L'amendement de suppression a été proposé par deux députées socialistes dont l'une Catherine Coutelle est la présidente de la délégation de l'Assemblée nationale aux droits des femmes et l'autre, Catherine Quéré, évidemment sur la même ligne jusqu'au boutiste.

Pour la première, le délai de réflexion est "infantilisant et stigmatisant" et de la part du féminisme militant - qui ne vaut pas plus que celui de la virilité du même type -, il s'agissait d'une "demande récurrente, l'idée étant de lever les freins contenus dans la loi de 1975".

Ce qui me paraît choquant est le poids de ces groupes de pression puisque la ministre Marisol Touraine avait initialement projeté de réduire le délai de 7 à 2 jours avant de vite se soumettre aux intimidations féministes malgré la pertinence de son idée pour qui désirait absolument une modification.

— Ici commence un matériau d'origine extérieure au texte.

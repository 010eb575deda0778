/*
 * Copyright (c) 2023.
 *
 * This software is free software;
 *
 * You can redistribute it or modify it under terms of the MIT, Apache License or Zlib license
 */
use netpbm_core::image::PixelBuffer;
use netpbm_core::pixel::PixelType;

use crate::draw::{set_pixel, Point};

/// Draw a line from `p1` to `p2`, both endpoints included
///
/// Uses Bresenham's integer algorithm, every pixel on the 8-connected
/// path between the points is set, a line whose endpoints coincide
/// sets a single pixel.
///
/// Only the steps of the walk that land inside the buffer are visited,
/// so lines reaching far outside of it cost no more than ones that don't.
pub fn draw_line<P: PixelType>(buffer: &mut PixelBuffer<P>, p1: Point, p2: Point, color: P) {
    let (width, height) = buffer.dimensions();
    let width = i64::try_from(width).unwrap_or(i64::MAX);
    let height = i64::try_from(height).unwrap_or(i64::MAX);

    let (x1, y1) = (i64::from(p1.x), i64::from(p1.y));
    let (x2, y2) = (i64::from(p2.x), i64::from(p2.y));

    let dx = (x2 - x1).abs();
    let dy = (y2 - y1).abs();
    let sx = if x1 < x2 { 1 } else { -1 };
    let sy = if y1 < y2 { 1 } else { -1 };

    // walk along the longer axis, the shorter one follows `walk.minor_at`
    let (major, minor) = if dx >= dy {
        (Axis::new(x1, sx, width), Axis::new(y1, sy, height))
    } else {
        (Axis::new(y1, sy, height), Axis::new(x1, sx, width))
    };
    let walk = Walk {
        steps: dx.max(dy),
        rise:  dx.min(dy)
    };

    let Some((first, last)) = major.visible_steps(0, walk.steps) else {
        return;
    };
    let Some((low, high)) = minor.visible_steps(0, walk.rise) else {
        return;
    };
    // minor steps only grow along the walk, search for the rows/columns in view
    let first = partition_point(first, last + 1, |k| walk.minor_at(k) < low);
    let last = partition_point(first, last + 1, |k| walk.minor_at(k) <= high) - 1;

    for k in first..=last {
        let (a, b) = (major.at(k), minor.at(walk.minor_at(k)));
        let (x, y) = if dx >= dy { (a, b) } else { (b, a) };
        // inside the buffer, so both fit an i32
        set_pixel(buffer, Point::new(x as i32, y as i32), color);
    }
}

/// One axis of a line, a start, a direction and the buffer extent along it
#[derive(Copy, Clone)]
struct Axis {
    start:  i64,
    sign:   i64,
    extent: i64
}

impl Axis {
    const fn new(start: i64, sign: i64, extent: i64) -> Axis {
        Axis { start, sign, extent }
    }

    const fn at(&self, steps: i64) -> i64 {
        self.start + steps * self.sign
    }

    /// Range of steps in `lo..=hi` whose position lies inside `0..extent`
    fn visible_steps(&self, lo: i64, hi: i64) -> Option<(i64, i64)> {
        let (first, last) = if self.sign > 0 {
            (-self.start, self.extent - 1 - self.start)
        } else {
            (self.start - (self.extent - 1), self.start)
        };
        let (first, last) = (first.max(lo), last.min(hi));

        (first <= last).then_some((first, last))
    }
}

/// Bresenham walk of `steps` along the major axis rising `rise` along the minor one
struct Walk {
    steps: i64,
    rise:  i64
}

impl Walk {
    /// Minor axis steps taken after `k` major steps
    fn minor_at(&self, k: i64) -> i64 {
        if self.steps == 0 {
            return 0;
        }
        // i128, 2 * k * rise overflows an i64 for lines across the i32 plane
        let (k, rise, steps) = (i128::from(k), i128::from(self.rise), i128::from(self.steps));
        ((2 * k * rise + steps - 1) / (2 * steps)) as i64
    }
}

/// First value in `lo..hi` for which `pred` is false, `hi` if there is none
///
/// `pred` must be true for a prefix of the range and false after it.
fn partition_point<F: Fn(i64) -> bool>(mut lo: i64, mut hi: i64, pred: F) -> i64 {
    while lo < hi {
        let mid = lo + (hi - lo) / 2;
        if pred(mid) {
            lo = mid + 1;
        } else {
            hi = mid;
        }
    }
    lo
}

#[cfg(test)]
mod tests {
    use netpbm_core::image::PixelBuffer;
    use nanorand::Rng;

    use crate::draw::{draw_line, Point};

    #[test]
    fn diagonal_line() {
        let mut buffer = PixelBuffer::new(3, 3, false).unwrap();
        draw_line(&mut buffer, Point::new(2, 2), Point::new(0, 0), true);
        assert_eq!(buffer.to_string(), "1 0 0\n0 1 0\n0 0 1\n");
    }

    #[test]
    fn single_point_line() {
        let mut buffer = PixelBuffer::new(2, 2, 0_u8).unwrap();
        draw_line(&mut buffer, Point::new(1, 0), Point::new(1, 0), 5);
        assert_eq!(buffer.as_slice(), &[0, 5, 0, 0]);
    }

    #[test]
    fn endpoints_are_set() {
        let mut rand = nanorand::WyRand::new_seed(99);

        for _ in 0..200 {
            let mut buffer = PixelBuffer::new(32, 32, 0_u8).unwrap();
            let mut point = || {
                let x = rand.generate_range(0_u32..32) as i32;
                let y = rand.generate_range(0_u32..32) as i32;
                Point::new(x, y)
            };
            let (p1, p2) = (point(), point());

            draw_line(&mut buffer, p1, p2, 255);

            assert_eq!(buffer.get(p1.x as usize, p1.y as usize), Some(255));
            assert_eq!(buffer.get(p2.x as usize, p2.y as usize), Some(255));
        }
    }

    /// Step by step Bresenham, every pixel of the path
    fn walk_line(p1: Point, p2: Point) -> Vec<(i32, i32)> {
        let (mut x, mut y) = (p1.x, p1.y);
        let dx = (p2.x - x).abs();
        let dy = (p2.y - y).abs();
        let sx = if x < p2.x { 1 } else { -1 };
        let sy = if y < p2.y { 1 } else { -1 };
        let mut err = dx - dy;
        let mut path = vec![];

        loop {
            path.push((x, y));
            if x == p2.x && y == p2.y {
                return path;
            }
            let e2 = 2 * err;
            if e2 > -dy {
                err -= dy;
                x += sx;
            }
            if e2 < dx {
                err += dx;
                y += sy;
            }
        }
    }

    #[test]
    fn clipping_keeps_the_path() {
        let mut rand = nanorand::WyRand::new_seed(7);

        for _ in 0..500 {
            let (width, height) = (
                rand.generate_range(1_usize..8),
                rand.generate_range(1_usize..8)
            );
            let mut coordinate = || rand.generate_range(0_u32..40) as i32 - 20;
            let p1 = Point::new(coordinate(), coordinate());
            let p2 = Point::new(coordinate(), coordinate());

            let mut expected = PixelBuffer::new(width, height, false).unwrap();
            for (x, y) in walk_line(p1, p2) {
                if (0..width as i32).contains(&x) && (0..height as i32).contains(&y) {
                    expected.set(x as usize, y as usize, true).unwrap();
                }
            }
            let mut buffer = PixelBuffer::new(width, height, false).unwrap();
            draw_line(&mut buffer, p1, p2, true);

            assert_eq!(buffer.as_slice(), expected.as_slice(), "{p1:?} to {p2:?}");
        }
    }

    #[test]
    fn clipped_line_is_partial() {
        let mut buffer = PixelBuffer::new(4, 1, false).unwrap();
        draw_line(&mut buffer, Point::new(-5, 0), Point::new(2, 0), true);
        assert_eq!(buffer.to_string(), "1 1 1 0\n");
    }

    #[test]
    fn lines_far_outside_the_buffer() {
        let mut buffer = PixelBuffer::new(4, 4, false).unwrap();

        draw_line(&mut buffer, Point::new(0, 0), Point::new(200_000_000, 0), true);
        draw_line(&mut buffer, Point::new(i32::MIN, 3), Point::new(i32::MAX, 3), true);
        draw_line(&mut buffer, Point::new(i32::MAX, i32::MIN), Point::new(i32::MAX, i32::MAX), true);

        assert_eq!(buffer.to_string(), "1 1 1 1\n0 0 0 0\n0 0 0 0\n1 1 1 1\n");
    }
}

Sur le fond, il est hallucinant de relever que le droit, la liberté et, pour un certain nombre de femmes, le progrès d'avorter n'étaient remis en cause par personne et que le délai de réflexion ne concernait qu'une modalité, que l'intelligence, la sensibilité et le bon sens justifiaient. C'était introduire, dans un processus délicat, douloureux, intime, en tout cas jamais léger, un suspens, une courte halte pour une délibération personnelle ou plurielle.

Loin d'être "stigmatisante, infantilisante", cette démarche faisait appel, au contraire, à la faculté humaine la plus noble : celle de peser avant d'agir, de penser avant de décider. A entendre les féministes, cette obligation aurait été humiliante mais on perçoit bien que, chez les plus extrêmes, ce qui aurait été redouté tenait précisément au revirement que ce délai de réflexion aurait permis et avait peut-être causé en de multiples occasions.

A supposer même qu'il n'ait dissuadé personne entre les deux consultations, je parviens mal à comprendre en quoi il était urgent d'abolir une prudence et une précaution qui intrinsèquement étaient positives et qui ne portaient pas atteinte à la substance de la faculté.

Certaines associations féministes sont à ce point déconnectées de la normalité humaine qu'elles se font une gloire de répudier ce que l'humain a de meilleur et qui, ne leur en déplaise, est indivis aux deux sexes : la vigilance, la lucidité, l'intelligence au plus près de soi, de ses humeurs, de ses désirs, de ses peurs, de ses espérances.

Quel pervers et inattendu argument, pour les authentiques misogynes, que de devoir constater que pour les féministes pures et dures, réfléchir est "un frein" !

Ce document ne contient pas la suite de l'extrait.